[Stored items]
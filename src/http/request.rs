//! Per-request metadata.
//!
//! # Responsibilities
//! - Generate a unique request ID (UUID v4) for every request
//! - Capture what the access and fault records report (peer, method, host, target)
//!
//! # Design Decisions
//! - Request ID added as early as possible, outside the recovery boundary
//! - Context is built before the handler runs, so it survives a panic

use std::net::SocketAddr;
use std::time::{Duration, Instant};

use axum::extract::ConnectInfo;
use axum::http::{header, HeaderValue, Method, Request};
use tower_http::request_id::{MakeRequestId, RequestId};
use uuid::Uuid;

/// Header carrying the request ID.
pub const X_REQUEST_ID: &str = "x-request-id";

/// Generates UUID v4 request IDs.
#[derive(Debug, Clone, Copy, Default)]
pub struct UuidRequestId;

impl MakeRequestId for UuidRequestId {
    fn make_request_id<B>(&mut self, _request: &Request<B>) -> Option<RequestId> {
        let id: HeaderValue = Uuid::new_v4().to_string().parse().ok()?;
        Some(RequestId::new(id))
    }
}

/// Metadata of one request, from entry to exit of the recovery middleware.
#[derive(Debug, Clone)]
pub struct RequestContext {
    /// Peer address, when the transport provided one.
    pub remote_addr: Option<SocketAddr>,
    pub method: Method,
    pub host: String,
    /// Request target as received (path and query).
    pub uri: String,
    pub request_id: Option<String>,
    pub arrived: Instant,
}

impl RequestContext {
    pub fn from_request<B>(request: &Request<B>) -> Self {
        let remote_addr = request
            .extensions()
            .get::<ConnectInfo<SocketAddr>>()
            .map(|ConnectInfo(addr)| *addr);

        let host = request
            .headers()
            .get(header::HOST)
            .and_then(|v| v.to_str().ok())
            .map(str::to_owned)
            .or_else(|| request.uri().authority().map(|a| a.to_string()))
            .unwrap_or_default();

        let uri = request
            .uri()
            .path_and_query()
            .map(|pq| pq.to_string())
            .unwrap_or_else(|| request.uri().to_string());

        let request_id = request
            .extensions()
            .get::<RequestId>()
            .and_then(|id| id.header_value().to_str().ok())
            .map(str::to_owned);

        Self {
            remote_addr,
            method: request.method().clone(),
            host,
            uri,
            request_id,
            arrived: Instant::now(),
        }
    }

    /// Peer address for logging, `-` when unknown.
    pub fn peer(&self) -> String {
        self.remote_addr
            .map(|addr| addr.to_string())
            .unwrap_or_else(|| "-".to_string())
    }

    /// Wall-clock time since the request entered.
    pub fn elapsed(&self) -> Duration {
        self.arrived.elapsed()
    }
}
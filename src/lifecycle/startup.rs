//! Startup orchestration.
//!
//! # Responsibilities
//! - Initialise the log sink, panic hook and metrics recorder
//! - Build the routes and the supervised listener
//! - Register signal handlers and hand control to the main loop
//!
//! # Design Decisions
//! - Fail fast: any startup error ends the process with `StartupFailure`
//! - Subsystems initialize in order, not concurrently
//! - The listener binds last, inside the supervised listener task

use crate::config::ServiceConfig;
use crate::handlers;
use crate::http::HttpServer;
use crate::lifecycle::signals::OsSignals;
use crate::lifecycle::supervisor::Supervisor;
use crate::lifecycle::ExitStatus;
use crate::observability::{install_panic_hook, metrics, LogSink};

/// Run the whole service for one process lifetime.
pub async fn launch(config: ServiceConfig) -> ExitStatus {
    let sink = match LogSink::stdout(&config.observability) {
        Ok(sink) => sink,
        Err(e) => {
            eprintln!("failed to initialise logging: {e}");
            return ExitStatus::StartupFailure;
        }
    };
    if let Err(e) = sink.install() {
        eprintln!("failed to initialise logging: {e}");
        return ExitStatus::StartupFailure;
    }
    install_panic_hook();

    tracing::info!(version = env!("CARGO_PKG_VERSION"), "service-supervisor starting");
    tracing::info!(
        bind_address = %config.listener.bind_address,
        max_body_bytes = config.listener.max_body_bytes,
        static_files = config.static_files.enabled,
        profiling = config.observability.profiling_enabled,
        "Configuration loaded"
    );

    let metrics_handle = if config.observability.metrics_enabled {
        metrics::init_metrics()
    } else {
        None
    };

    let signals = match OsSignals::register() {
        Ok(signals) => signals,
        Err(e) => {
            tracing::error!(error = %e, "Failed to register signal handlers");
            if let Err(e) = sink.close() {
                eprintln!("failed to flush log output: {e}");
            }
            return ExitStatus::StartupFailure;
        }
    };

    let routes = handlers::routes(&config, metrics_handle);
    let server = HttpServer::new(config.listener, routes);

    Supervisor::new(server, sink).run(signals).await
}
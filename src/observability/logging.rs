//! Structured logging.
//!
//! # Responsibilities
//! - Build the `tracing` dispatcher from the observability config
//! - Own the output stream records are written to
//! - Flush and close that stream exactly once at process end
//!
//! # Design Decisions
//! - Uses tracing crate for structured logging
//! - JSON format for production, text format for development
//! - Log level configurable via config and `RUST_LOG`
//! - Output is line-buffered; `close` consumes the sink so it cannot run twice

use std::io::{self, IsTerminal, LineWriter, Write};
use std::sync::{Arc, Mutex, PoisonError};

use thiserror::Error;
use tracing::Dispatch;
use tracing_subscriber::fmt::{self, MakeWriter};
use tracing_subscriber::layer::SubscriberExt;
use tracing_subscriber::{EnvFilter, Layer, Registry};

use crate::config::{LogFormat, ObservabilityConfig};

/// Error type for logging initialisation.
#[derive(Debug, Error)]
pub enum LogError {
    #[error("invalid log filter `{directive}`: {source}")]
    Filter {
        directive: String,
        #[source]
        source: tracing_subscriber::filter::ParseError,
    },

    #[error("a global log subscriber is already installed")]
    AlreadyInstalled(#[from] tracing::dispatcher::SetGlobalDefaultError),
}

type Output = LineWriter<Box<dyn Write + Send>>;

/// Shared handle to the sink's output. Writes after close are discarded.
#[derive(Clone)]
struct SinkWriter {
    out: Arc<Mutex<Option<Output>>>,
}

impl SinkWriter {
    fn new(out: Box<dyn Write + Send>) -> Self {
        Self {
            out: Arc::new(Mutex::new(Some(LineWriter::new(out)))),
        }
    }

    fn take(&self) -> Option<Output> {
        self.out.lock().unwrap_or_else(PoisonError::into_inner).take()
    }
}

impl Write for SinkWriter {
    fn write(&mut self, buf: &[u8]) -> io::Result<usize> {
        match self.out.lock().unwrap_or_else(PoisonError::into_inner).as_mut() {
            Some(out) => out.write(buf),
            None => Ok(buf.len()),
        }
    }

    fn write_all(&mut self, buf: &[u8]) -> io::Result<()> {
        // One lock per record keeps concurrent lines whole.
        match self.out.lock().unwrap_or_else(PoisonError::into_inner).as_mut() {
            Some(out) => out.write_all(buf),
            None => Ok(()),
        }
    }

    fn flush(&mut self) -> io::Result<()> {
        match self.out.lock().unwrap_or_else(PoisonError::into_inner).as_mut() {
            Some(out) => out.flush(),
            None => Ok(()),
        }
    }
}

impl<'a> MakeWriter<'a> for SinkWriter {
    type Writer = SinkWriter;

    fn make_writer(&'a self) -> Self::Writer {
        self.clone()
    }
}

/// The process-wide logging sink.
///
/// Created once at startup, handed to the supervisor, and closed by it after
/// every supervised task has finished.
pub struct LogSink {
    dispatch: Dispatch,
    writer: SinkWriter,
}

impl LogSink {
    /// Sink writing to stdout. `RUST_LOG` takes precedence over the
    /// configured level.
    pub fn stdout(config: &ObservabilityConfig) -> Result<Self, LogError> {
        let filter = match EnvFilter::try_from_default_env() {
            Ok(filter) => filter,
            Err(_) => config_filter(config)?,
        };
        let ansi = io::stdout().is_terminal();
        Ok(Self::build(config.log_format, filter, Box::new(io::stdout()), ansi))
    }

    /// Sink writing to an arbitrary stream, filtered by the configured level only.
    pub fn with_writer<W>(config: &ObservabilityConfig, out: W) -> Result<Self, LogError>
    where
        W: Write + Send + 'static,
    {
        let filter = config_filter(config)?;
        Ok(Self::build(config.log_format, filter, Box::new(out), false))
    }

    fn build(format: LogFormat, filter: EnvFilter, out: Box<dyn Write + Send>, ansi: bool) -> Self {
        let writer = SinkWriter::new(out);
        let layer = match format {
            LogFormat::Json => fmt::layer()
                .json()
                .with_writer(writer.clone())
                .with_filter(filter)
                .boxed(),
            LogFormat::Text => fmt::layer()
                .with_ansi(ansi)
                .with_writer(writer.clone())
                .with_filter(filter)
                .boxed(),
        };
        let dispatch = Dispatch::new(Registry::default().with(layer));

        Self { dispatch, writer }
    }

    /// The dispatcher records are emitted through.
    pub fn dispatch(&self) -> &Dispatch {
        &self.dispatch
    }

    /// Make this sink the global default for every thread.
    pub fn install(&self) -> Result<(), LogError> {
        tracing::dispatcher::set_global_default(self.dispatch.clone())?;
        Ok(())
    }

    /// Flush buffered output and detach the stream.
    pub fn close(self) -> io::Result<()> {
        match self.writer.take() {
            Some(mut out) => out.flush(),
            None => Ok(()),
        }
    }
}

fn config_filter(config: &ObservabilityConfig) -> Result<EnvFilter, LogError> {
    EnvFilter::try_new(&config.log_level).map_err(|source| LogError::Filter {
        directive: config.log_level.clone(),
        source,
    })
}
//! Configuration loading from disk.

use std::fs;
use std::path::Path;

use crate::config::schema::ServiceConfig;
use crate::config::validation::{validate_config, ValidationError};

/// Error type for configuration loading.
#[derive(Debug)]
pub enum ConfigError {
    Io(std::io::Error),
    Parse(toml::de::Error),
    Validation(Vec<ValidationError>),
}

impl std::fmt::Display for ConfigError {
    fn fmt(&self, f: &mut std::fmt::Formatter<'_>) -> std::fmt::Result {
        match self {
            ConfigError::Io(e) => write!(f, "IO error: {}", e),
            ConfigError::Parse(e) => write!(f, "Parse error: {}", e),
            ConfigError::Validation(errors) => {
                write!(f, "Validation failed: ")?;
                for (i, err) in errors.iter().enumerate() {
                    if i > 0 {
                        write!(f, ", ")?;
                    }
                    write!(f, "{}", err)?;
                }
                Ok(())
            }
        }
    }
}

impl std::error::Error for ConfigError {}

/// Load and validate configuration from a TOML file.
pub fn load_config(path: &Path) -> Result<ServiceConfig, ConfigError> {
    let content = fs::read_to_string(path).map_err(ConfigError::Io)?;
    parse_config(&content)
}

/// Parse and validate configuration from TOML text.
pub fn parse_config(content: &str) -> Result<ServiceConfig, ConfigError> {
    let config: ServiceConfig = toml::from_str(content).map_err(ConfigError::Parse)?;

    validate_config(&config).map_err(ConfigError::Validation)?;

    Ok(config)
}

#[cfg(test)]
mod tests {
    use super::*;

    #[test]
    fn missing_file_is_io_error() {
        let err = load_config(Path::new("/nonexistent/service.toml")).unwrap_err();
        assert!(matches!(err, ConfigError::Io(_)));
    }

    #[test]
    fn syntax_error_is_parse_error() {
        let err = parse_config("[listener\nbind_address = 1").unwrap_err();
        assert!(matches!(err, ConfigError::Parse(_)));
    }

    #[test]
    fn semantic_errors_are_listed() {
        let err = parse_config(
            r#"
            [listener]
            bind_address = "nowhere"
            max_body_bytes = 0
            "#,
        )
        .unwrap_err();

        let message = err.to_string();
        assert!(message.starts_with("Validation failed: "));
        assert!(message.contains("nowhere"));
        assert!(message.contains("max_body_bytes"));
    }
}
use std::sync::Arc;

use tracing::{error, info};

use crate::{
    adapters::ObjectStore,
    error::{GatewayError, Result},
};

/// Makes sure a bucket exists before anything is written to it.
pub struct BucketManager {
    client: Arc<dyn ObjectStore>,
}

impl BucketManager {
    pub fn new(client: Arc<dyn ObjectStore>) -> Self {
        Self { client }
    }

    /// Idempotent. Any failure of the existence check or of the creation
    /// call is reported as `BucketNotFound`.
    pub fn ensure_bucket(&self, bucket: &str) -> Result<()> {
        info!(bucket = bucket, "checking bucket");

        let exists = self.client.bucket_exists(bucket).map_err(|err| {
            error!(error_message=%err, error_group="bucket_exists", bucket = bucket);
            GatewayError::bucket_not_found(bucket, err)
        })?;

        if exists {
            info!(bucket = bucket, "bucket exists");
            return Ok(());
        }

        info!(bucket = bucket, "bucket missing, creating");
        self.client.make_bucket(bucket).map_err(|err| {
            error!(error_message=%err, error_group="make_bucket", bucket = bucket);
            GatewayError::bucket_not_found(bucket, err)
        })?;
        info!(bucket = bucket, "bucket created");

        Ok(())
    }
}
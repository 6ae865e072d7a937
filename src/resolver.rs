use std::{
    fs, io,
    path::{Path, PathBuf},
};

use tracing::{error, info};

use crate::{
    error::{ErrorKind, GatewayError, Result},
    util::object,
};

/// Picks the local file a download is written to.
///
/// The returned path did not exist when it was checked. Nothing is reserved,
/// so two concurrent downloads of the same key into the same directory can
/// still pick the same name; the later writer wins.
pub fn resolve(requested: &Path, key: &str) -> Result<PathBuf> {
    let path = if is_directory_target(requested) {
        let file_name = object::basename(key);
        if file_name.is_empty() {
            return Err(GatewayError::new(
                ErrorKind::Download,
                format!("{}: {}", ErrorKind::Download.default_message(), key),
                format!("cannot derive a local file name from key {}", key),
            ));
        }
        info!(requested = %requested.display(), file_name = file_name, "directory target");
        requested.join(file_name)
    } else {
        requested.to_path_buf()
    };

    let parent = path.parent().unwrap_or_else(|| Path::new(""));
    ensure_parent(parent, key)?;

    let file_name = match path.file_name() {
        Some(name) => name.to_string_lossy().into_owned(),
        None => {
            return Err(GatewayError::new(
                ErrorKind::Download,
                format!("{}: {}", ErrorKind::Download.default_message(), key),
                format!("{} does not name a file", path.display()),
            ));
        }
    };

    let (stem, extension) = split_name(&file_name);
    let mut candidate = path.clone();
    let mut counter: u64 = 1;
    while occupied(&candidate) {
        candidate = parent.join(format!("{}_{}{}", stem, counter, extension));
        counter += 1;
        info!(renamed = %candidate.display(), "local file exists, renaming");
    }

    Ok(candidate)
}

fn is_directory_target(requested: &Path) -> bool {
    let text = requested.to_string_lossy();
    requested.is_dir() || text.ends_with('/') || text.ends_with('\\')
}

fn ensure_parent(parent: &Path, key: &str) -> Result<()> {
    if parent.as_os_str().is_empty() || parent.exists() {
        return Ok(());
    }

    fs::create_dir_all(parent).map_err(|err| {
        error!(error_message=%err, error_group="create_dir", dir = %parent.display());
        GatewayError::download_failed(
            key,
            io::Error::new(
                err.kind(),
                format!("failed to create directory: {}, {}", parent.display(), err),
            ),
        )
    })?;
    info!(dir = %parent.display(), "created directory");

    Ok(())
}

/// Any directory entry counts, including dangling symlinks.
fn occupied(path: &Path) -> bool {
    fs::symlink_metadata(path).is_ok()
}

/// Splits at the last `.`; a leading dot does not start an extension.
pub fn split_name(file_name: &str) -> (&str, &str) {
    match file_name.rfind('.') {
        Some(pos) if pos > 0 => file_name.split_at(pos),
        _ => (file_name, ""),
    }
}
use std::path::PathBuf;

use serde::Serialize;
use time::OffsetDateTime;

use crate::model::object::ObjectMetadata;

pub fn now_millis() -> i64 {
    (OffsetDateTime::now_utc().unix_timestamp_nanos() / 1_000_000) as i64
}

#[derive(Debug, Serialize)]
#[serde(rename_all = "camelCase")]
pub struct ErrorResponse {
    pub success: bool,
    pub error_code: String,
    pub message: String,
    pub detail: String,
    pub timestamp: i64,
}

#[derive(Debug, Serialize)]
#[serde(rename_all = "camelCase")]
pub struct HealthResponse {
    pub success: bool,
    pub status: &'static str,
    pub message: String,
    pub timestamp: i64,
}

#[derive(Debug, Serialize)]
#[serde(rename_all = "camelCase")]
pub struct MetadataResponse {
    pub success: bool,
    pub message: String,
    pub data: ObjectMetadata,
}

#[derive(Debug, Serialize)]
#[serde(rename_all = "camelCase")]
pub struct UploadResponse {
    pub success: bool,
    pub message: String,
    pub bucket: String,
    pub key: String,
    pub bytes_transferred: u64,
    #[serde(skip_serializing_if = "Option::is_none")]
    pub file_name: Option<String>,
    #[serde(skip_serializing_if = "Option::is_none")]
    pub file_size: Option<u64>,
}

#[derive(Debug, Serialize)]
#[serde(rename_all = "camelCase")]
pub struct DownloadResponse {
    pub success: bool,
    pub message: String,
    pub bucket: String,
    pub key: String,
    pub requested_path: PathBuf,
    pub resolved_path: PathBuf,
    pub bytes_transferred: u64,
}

Exercise brief
Each line from the top of the entries above through the line containing "pub struct UuidRequestId;" must be transcribed exactly, and no other line may appear.

Answer for this exercise
filename src/http/request.rs
//! Per-request metadata.
//!
//! # Responsibilities
//! - Generate a unique request ID (UUID v4) for every request
//! - Capture what the access and fault records report (peer, method, host, target)
//!
//! # Design Decisions
//! - Request ID added as early as possible, outside the recovery boundary
//! - Context is built before the handler runs, so it survives a panic

use std::net::SocketAddr;
use std::time::{Duration, Instant};

use axum::extract::ConnectInfo;
use axum::http::{header, HeaderValue, Method, Request};
use tower_http::request_id::{MakeRequestId, RequestId};
use uuid::Uuid;

/// Header carrying the request ID.
pub const X_REQUEST_ID: &str = "x-request-id";

/// Generates UUID v4 request IDs.
#[derive(Debug, Clone, Copy, Default)]
pub struct UuidRequestId;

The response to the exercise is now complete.